102
vuldig en zoo fraai als op de travertijnrotsen.
Onder de lagere wieren, die hier een rol spelen, mogen er hier enkele genoemd worden. Ten deele zijn zij dezelfde, die ik bij de beschrijving der Mammoth Hot Springs reeds heb aangevoerd. De voornaamste geslachten zijn Leptothrix, Phormidium, Calothrix, Gloeocapsa en andere. De eerste zijn bleek en verdragen hooge temperaturen, de Gloeocapsa is blauwgroen en vormt soms aan de buitenzijde der geyserkegels zwarte geleiachtig-vliezige en soms vingerdikke overtreksels.

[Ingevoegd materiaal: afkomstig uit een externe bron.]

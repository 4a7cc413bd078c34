//! Retry coordinator: sends one logical request until it succeeds, is rejected, or runs
//! out of peers.
//!
//! Two recovery policies apply:
//!
//! - **Clock skew**: a node answering `success: false` with "Timestamp is in the future"
//!   gets the same request again with `timeOffset` raised by [`TIME_OFFSET_STEP`], up to
//!   [`MAX_TIME_OFFSET`].
//! - **Failover**: a transport error that involved the peer bans it, waits the failover
//!   delay and re-sends to a freshly selected peer, as long as
//!   [`SessionState::may_redial`] allows. Errors raised before anything reached the peer
//!   end the request at once.
//!
//! Neither path returns an error to the caller. Exhausting the peers yields the structured
//! failure object built by [`failure_response`].
//!
//! [`SessionState::may_redial`]: super::state::SessionState::may_redial

use std::time::Duration;

use log::{debug, info, warn};
use reqwest::Method;
use serde_json::{Value, json};
use tokio::time::sleep;

use super::Session;
use super::query::{Params, trim_params};
use super::request::{build_peer_request, build_request};
use crate::http::{HttpError, Transport};

pub const TIME_OFFSET_STEP: i64 = 10;
pub const MAX_TIME_OFFSET: i64 = 40;
pub const DEFAULT_FAILOVER_DELAY: Duration = Duration::from_millis(1000);
pub const EXHAUSTED_MESSAGE: &str = "could not create http request to any of the given peers";

const CLOCK_SKEW_MESSAGE: &str = "Timestamp is in the future";
const TIME_OFFSET_PARAM: &str = "timeOffset";

/// Loop state of one logical request.
#[derive(Debug, Clone)]
struct RetryContext {
    method: Method,
    resource: String,
    params: Params,
    time_offset: i64,
}

impl RetryContext {
    fn new(method: Method, resource: &str, params: Params) -> Self {
        let time_offset = params
            .get(TIME_OFFSET_PARAM)
            .and_then(|v| v.as_i64().or_else(|| v.as_str().and_then(|s| s.parse().ok())))
            .unwrap_or(0);
        Self {
            method,
            resource: resource.to_string(),
            params,
            time_offset,
        }
    }

    fn params(&self) -> Params {
        let mut params = self.params.clone();
        if self.time_offset > 0 {
            params.insert(TIME_OFFSET_PARAM.to_string(), Value::String(self.time_offset.to_string()));
        }
        params
    }

    /// Raises the offset by one step unless that would pass the cap.
    fn advance_time_offset(&mut self) -> bool {
        let next = self.time_offset + TIME_OFFSET_STEP;
        if next > MAX_TIME_OFFSET {
            return false;
        }
        self.time_offset = next;
        true
    }
}

pub fn is_clock_skew(body: &Value) -> bool {
    body.get("success").and_then(Value::as_bool) == Some(false) &&
        body.get("message")
            .and_then(Value::as_str)
            .is_some_and(|message| message.contains(CLOCK_SKEW_MESSAGE))
}

/// The value a request resolves to once no peer could be reached.
pub fn failure_response(error: &HttpError) -> Value {
    json!({
        "success": false,
        "error": error.to_string(),
        "message": EXHAUSTED_MESSAGE,
    })
}

impl<T: Transport> Session<T> {
    /// Sends a request through the retry coordinator.
    ///
    /// `params` are trimmed before use. The returned value is the node's response body,
    /// including logical failures the node reported, or the structured failure object when
    /// every candidate peer failed.
    pub async fn send_request(&self, method: Method, resource: &str, params: Option<Params>) -> Value {
        let params = params.map(|p| trim_params(&p)).unwrap_or_default();
        self.dispatch(RetryContext::new(method, resource, params)).await
    }

    /// Same as [`send_request`](Self::send_request), handing the final value to `callback`
    /// before returning it.
    pub async fn send_request_with<F>(&self, method: Method, resource: &str, params: Option<Params>, callback: F) -> Value
    where F: FnOnce(&Value) {
        let result = self.send_request(method, resource, params).await;
        callback(&result);
        result
    }

    /// Sends `body` once to the current peer's `/peer/<path>` route.
    ///
    /// Peer routes are not retried: a transport error yields the failure object directly.
    pub async fn send_peer_request(&self, method: Method, path: &str, body: Value) -> Value {
        let target = self.state.read().await.target();
        let request = build_peer_request(&method, path, body, &target);

        match self.transport.send(&request).await {
            Ok(body) => body,
            Err(e) => {
                warn!(
                    peer = &*target.host,
                    path = path,
                    error:% = e;
                    "Peer request failed"
                );
                failure_response(&e)
            },
        }
    }

    async fn dispatch(&self, mut ctx: RetryContext) -> Value {
        loop {
            let target = self.state.read().await.target();
            let request = build_request(&ctx.method, &ctx.resource, &ctx.params(), &target);

            debug!(
                method = ctx.method.as_str(),
                resource = &*ctx.resource,
                peer = &*target.host,
                time_offset = ctx.time_offset;
                "Dispatching request"
            );

            match self.transport.send(&request).await {
                Ok(body) => {
                    if is_clock_skew(&body) && ctx.advance_time_offset() {
                        warn!(
                            peer = &*target.host,
                            time_offset = ctx.time_offset;
                            "Peer reports timestamp in the future, retrying with offset"
                        );
                        continue;
                    }
                    return body;
                },
                Err(e) => {
                    warn!(
                        peer = &*target.host,
                        error:% = e;
                        "Request to peer failed"
                    );

                    if !e.is_peer_failure() {
                        warn!(
                            resource = &*ctx.resource,
                            error:% = e;
                            "Request could not be built, no peer was contacted"
                        );
                        return failure_response(&e);
                    }

                    let redial = {
                        let mut state = self.state.write().await;
                        let redial = state.may_redial();
                        if redial {
                            state.ban(&target.host);
                        }
                        redial
                    };

                    if !redial {
                        warn!(
                            resource = &*ctx.resource,
                            error:% = e;
                            "No peer left to redial"
                        );
                        return failure_response(&e);
                    }

                    sleep(self.failover_delay).await;

                    let next = self.state.write().await.set_node(None);
                    info!(
                        from = &*target.host,
                        to = &*next;
                        "Redialling request to new peer"
                    );
                },
            }
        }
    }
}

De kleur schijnt overigens zeer veranderlijk te zijn, want als men van een bruin of zwart overtreksel in een warm stroompje of bassintje deelen los maakt, ziet men de onderzijde dikwijls groen of blauwgroen.
De wijze waarop deze wieren de formatie tot stand brengen hoop ik weldra, naar aanleiding van mijn bezoek aan het Upper Geyser-bassin, uitvoerig te schilderen.
Vooraf moge echter het een en ander omtrent de voornaamste bassins gezegd worden. Zij liggen dicht bijeen, op een bijna recht van het zuiden naar het noorden loopende lijn. De toerist bezoekt ze in zoodanige volgorde, dat hij met de minst belangrijke begint, om met de groep der krachtigste geysers te eindigen.
Het meest noordelijke of Norris bassin omvat een aantal geysers, bronnen en stoomspleten, deels in het dal, deels op de hellingen der heuvels gelegen. Onder hen speelt de Constant om de minuut, zijn waterdroppels eenige meters omhoog werpende. De Congress is gewoonlijk een groote, blauwe, kokende vijver, maar geeft op onverwachte tijden geweldige uitbarstingen.